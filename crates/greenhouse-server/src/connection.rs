//! Socket plumbing for one accepted client.
//!
//! The reader half feeds lines to the [`Dispatcher`]; a separate writer
//! task drains the connection's bounded line queue with a per-write
//! timeout. A write timeout or a closed socket ends both halves, and the
//! session is unregistered on the way out.

use std::net::SocketAddr;
use std::sync::Arc;
use std::time::Duration;

use greenhouse_types::{ErrorCode, ServerMessage};
use tokio::io::{AsyncBufReadExt, AsyncRead, AsyncReadExt, AsyncWriteExt, BufReader};
use tokio::net::TcpStream;
use tokio::net::tcp::OwnedWriteHalf;
use tokio::sync::mpsc;
use tracing::{debug, info, warn};

use crate::dispatcher::{Connection, Dispatcher};

/// Per-connection limits.
#[derive(Debug, Clone, Copy, PartialEq, Eq)]
pub struct ConnectionSettings {
    /// Capacity of the outbound line queue.
    pub queue_capacity: usize,
    /// Longest time one socket write may take.
    pub write_timeout: Duration,
    /// Longest accepted inbound line, in bytes.
    pub max_line_bytes: usize,
}

impl Default for ConnectionSettings {
    fn default() -> Self {
        Self {
            queue_capacity: 256,
            write_timeout: Duration::from_secs(5),
            max_line_bytes: 65_536,
        }
    }
}

#[derive(Debug, PartialEq, Eq)]
enum LineRead {
    Line(String),
    TooLong,
    Eof,
}

/// Serve one client until it disconnects.
pub async fn handle_connection(
    stream: TcpStream,
    peer: SocketAddr,
    dispatcher: Arc<Dispatcher>,
    settings: ConnectionSettings,
) {
    info!(%peer, "Client connected");
    let (reader_half, writer_half) = stream.into_split();
    let mut reader = BufReader::new(reader_half);

    let (tx, rx) = mpsc::channel::<String>(settings.queue_capacity.max(1));
    let writer_task = tokio::spawn(writer_loop(peer, writer_half, rx, settings.write_timeout));

    let mut conn = Connection::new(tx);
    if conn.send(&dispatcher.welcome(None, None)).await {
        loop {
            let read = tokio::select! {
                read = read_line(&mut reader, settings.max_line_bytes) => read,
                () = conn.sender().closed() => {
                    debug!(%peer, "Writer gone, closing connection");
                    break;
                }
            };
            let open = match read {
                Ok(LineRead::Line(line)) => dispatcher.handle_line(&mut conn, &line).await,
                Ok(LineRead::TooLong) => {
                    warn!(%peer, limit = settings.max_line_bytes, "Line too long");
                    let reply = ServerMessage::error(
                        None,
                        ErrorCode::LineTooLong,
                        format!("line exceeds {} bytes", settings.max_line_bytes),
                    );
                    conn.send(&reply).await
                }
                Ok(LineRead::Eof) => break,
                Err(err) => {
                    debug!(%peer, error = %err, "Read failed");
                    break;
                }
            };
            if !open {
                break;
            }
        }
    }

    dispatcher.disconnect(&mut conn).await;
    drop(conn);
    if let Err(err) = writer_task.await {
        debug!(%peer, error = %err, "Writer task ended abnormally");
    }
    info!(%peer, "Client disconnected");
}

async fn writer_loop(
    peer: SocketAddr,
    mut writer: OwnedWriteHalf,
    mut rx: mpsc::Receiver<String>,
    write_timeout: Duration,
) {
    while let Some(line) = rx.recv().await {
        let send = async {
            writer.write_all(line.as_bytes()).await?;
            writer.flush().await
        };
        match tokio::time::timeout(write_timeout, send).await {
            Ok(Ok(())) => {}
            Ok(Err(err)) => {
                debug!(%peer, error = %err, "Write failed");
                break;
            }
            Err(_) => {
                warn!(%peer, "Write timed out, dropping client");
                break;
            }
        }
    }
    let _ = writer.shutdown().await;
}

/// Read one newline-terminated line of at most `max_bytes` bytes
/// (newline excluded). An over-long line is consumed up to its newline
/// and reported as [`LineRead::TooLong`].
async fn read_line<R>(reader: &mut BufReader<R>, max_bytes: usize) -> std::io::Result<LineRead>
where
    R: AsyncRead + Unpin,
{
    let limit = u64::try_from(max_bytes).unwrap_or(u64::MAX).saturating_add(1);
    let mut buf = Vec::new();
    let n = (&mut *reader).take(limit).read_until(b'\n', &mut buf).await?;
    if n == 0 {
        return Ok(LineRead::Eof);
    }
    if buf.last() == Some(&b'\n') {
        buf.pop();
    } else if buf.len() > max_bytes {
        discard_until_newline(reader).await?;
        return Ok(LineRead::TooLong);
    }
    if buf.last() == Some(&b'\r') {
        buf.pop();
    }
    Ok(LineRead::Line(String::from_utf8_lossy(&buf).into_owned()))
}

async fn discard_until_newline<R>(reader: &mut BufReader<R>) -> std::io::Result<()>
where
    R: AsyncRead + Unpin,
{
    let mut scratch = Vec::with_capacity(4_096);
    loop {
        scratch.clear();
        let n = (&mut *reader).take(4_096).read_until(b'\n', &mut scratch).await?;
        if n == 0 || scratch.last() == Some(&b'\n') {
            return Ok(());
        }
    }
}

#[cfg(test)]
#[allow(clippy::unwrap_used, clippy::indexing_slicing)]
mod tests {
    use super::*;

    async fn lines(input: &'static [u8], max: usize) -> Vec<LineRead> {
        let mut reader = BufReader::new(input);
        let mut out = Vec::new();
        loop {
            let read = read_line(&mut reader, max).await.unwrap();
            let done = read == LineRead::Eof;
            out.push(read);
            if done {
                return out;
            }
        }
    }

    #[tokio::test]
    async fn splits_on_newlines_and_strips_cr() {
        let out = lines(b"{\"a\":1}\r\n\n{\"b\":2}", 64).await;
        assert_eq!(
            out,
            vec![
                LineRead::Line(String::from("{\"a\":1}")),
                LineRead::Line(String::new()),
                LineRead::Line(String::from("{\"b\":2}")),
                LineRead::Eof,
            ]
        );
    }

    #[tokio::test]
    async fn over_long_line_is_skipped_whole() {
        let out = lines(b"0123456789abcdef\nok\n", 8).await;
        assert_eq!(
            out,
            vec![
                LineRead::TooLong,
                LineRead::Line(String::from("ok")),
                LineRead::Eof
            ]
        );
    }

    #[tokio::test]
    async fn line_at_limit_is_accepted() {
        let out = lines(b"12345678\n", 8).await;
        assert_eq!(out[0], LineRead::Line(String::from("12345678")));
    }
}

=====

Directions for this task:
Retype the data exactly as it reads.

Task solution:
filename crates/greenhouse-server/src/connection.rs
//! Socket plumbing for one accepted client.
//!
//! The reader half feeds lines to the [`Dispatcher`]; a separate writer
//! task drains the connection's bounded line queue with a per-write
//! timeout. A write timeout or a closed socket ends both halves, and the
//! session is unregistered on the way out.

use std::net::SocketAddr;
use std::sync::Arc;
use std::time::Duration;

use greenhouse_types::{ErrorCode, ServerMessage};
use tokio::io::{AsyncBufReadExt, AsyncRead, AsyncReadExt, AsyncWriteExt, BufReader};
use tokio::net::TcpStream;
use tokio::net::tcp::OwnedWriteHalf;
use tokio::sync::mpsc;
use tracing::{debug, info, warn};

use crate::dispatcher::{Connection, Dispatcher};

/// Per-connection limits.
#[derive(Debug, Clone, Copy, PartialEq, Eq)]
pub struct ConnectionSettings {
    /// Capacity of the outbound line queue.
    pub queue_capacity: usize,
    /// Longest time one socket write may take.
    pub write_timeout: Duration,
    /// Longest accepted inbound line, in bytes.
    pub max_line_bytes: usize,
}

impl Default for ConnectionSettings {
    fn default() -> Self {
        Self {
            queue_capacity: 256,
            write_timeout: Duration::from_secs(5),
            max_line_bytes: 65_536,
        }
    }
}

#[derive(Debug, PartialEq, Eq)]
enum LineRead {
    Line(String),
    TooLong,
    Eof,
}

/// Serve one client until it disconnects.
pub async fn handle_connection(
    stream: TcpStream,
    peer: SocketAddr,
    dispatcher: Arc<Dispatcher>,
    settings: ConnectionSettings,
) {
    info!(%peer, "Client connected");
    let (reader_half, writer_half) = stream.into_split();
    let mut reader = BufReader::new(reader_half);

    let (tx, rx) = mpsc::channel::<String>(settings.queue_capacity.max(1));
    let writer_task = tokio::spawn(writer_loop(peer, writer_half, rx, settings.write_timeout));

    let mut conn = Connection::new(tx);
    if conn.send(&dispatcher.welcome(None, None)).await {
        loop {
            let read = tokio::select! {
                read = read_line(&mut reader, settings.max_line_bytes) => read,
                () = conn.sender().closed() => {
                    debug!(%peer, "Writer gone, closing connection");
                    break;
                }
            };
            let open = match read {
                Ok(LineRead::Line(line)) => dispatcher.handle_line(&mut conn, &line).await,
                Ok(LineRead::TooLong) => {
                    warn!(%peer, limit = settings.max_line_bytes, "Line too long");
                    let reply = ServerMessage::error(
                        None,
                        ErrorCode::LineTooLong,
                        format!("line exceeds {} bytes", settings.max_line_bytes),
                    );
                    conn.send(&reply).await
                }
                Ok(LineRead::Eof) => break,
                Err(err) => {
                    debug!(%peer, error = %err, "Read failed");
                    break;
                }
            };
            if !open {
                break;
            }
        }
    }

    dispatcher.disconnect(&mut conn).await;
    drop(conn);
    if let Err(err) = writer_task.await {
        debug!(%peer, error = %err, "Writer task ended abnormally");
    }
    info!(%peer, "Client disconnected");
}

async fn writer_loop(
    peer: SocketAddr,
    mut writer: OwnedWriteHalf,
    mut rx: mpsc::Receiver<String>,
    write_timeout: Duration,
) {
    while let Some(line) = rx.recv().await {
        let send = async {
            writer.write_all(line.as_bytes()).await?;
            writer.flush().await
        };
        match tokio::time::timeout(write_timeout, send).await {
            Ok(Ok(())) => {}
            Ok(Err(err)) => {
                debug!(%peer, error = %err, "Write failed");
                break;
            }
            Err(_) => {
                warn!(%peer, "Write timed out, dropping client");
                break;
            }
        }
    }
    let _ = writer.shutdown().await;
}

/// Read one newline-terminated line of at most `max_bytes` bytes
/// (newline excluded). An over-long line is consumed up to its newline
/// and reported as [`LineRead::TooLong`].
async fn read_line<R>(reader: &mut BufReader<R>, max_bytes: usize) -> std::io::Result<LineRead>
where
    R: AsyncRead + Unpin,
{
    let limit = u64::try_from(max_bytes).unwrap_or(u64::MAX).saturating_add(1);
    let mut buf = Vec::new();
    let n = (&mut *reader).take(limit).read_until(b'\n', &mut buf).await?;
    if n == 0 {
        return Ok(LineRead::Eof);
    }
    if buf.last() == Some(&b'\n') {
        buf.pop();
    } else if buf.len() > max_bytes {
        discard_until_newline(reader).await?;
        return Ok(LineRead::TooLong);
    }
    if buf.last() == Some(&b'\r') {
        buf.pop();
    }
    Ok(LineRead::Line(String::from_utf8_lossy(&buf).into_owned()))
}

async fn discard_until_newline<R>(reader: &mut BufReader<R>) -> std::io::Result<()>
where
    R: AsyncRead + Unpin,
{
    let mut scratch = Vec::with_capacity(4_096);
    loop {
        scratch.clear();
        let n = (&mut *reader).take(4_096).read_until(b'\n', &mut scratch).await?;
        if n == 0 || scratch.last() == Some(&b'\n') {
            return Ok(());
        }
    }
}

#[cfg(test)]
#[allow(clippy::unwrap_used, clippy::indexing_slicing)]
mod tests {
    use super::*;

    async fn lines(input: &'static [u8], max: usize) -> Vec<LineRead> {
        let mut reader = BufReader::new(input);
        let mut out = Vec::new();
        loop {
            let read = read_line(&mut reader, max).await.unwrap();
            let done = read == LineRead::Eof;
            out.push(read);
            if done {
                return out;
            }
        }
    }

    #[tokio::test]
    async fn splits_on_newlines_and_strips_cr() {
        let out = lines(b"{\"a\":1}\r\n\n{\"b\":2}", 64).await;
        assert_eq!(
            out,
            vec![
                LineRead::Line(String::from("{\"a\":1}")),
                LineRead::Line(String::new()),
                LineRead::Line(String::from("{\"b\":2}")),
                LineRead::Eof,
            ]
        );
    }

    #[tokio::test]
    async fn over_long_line_is_skipped_whole() {
        let out = lines(b"0123456789abcdef\nok\n", 8).await;
        assert_eq!(
            out,
            vec![
                LineRead::TooLong,
                LineRead::Line(String::from("ok")),
                LineRead::Eof
            ]
        );
    }

    #[tokio::test]
    async fn line_at_limit_is_accepted() {
        let out = lines(b"12345678\n", 8).await;
        assert_eq!(out[0], LineRead::Line(String::from("12345678")));
    }
}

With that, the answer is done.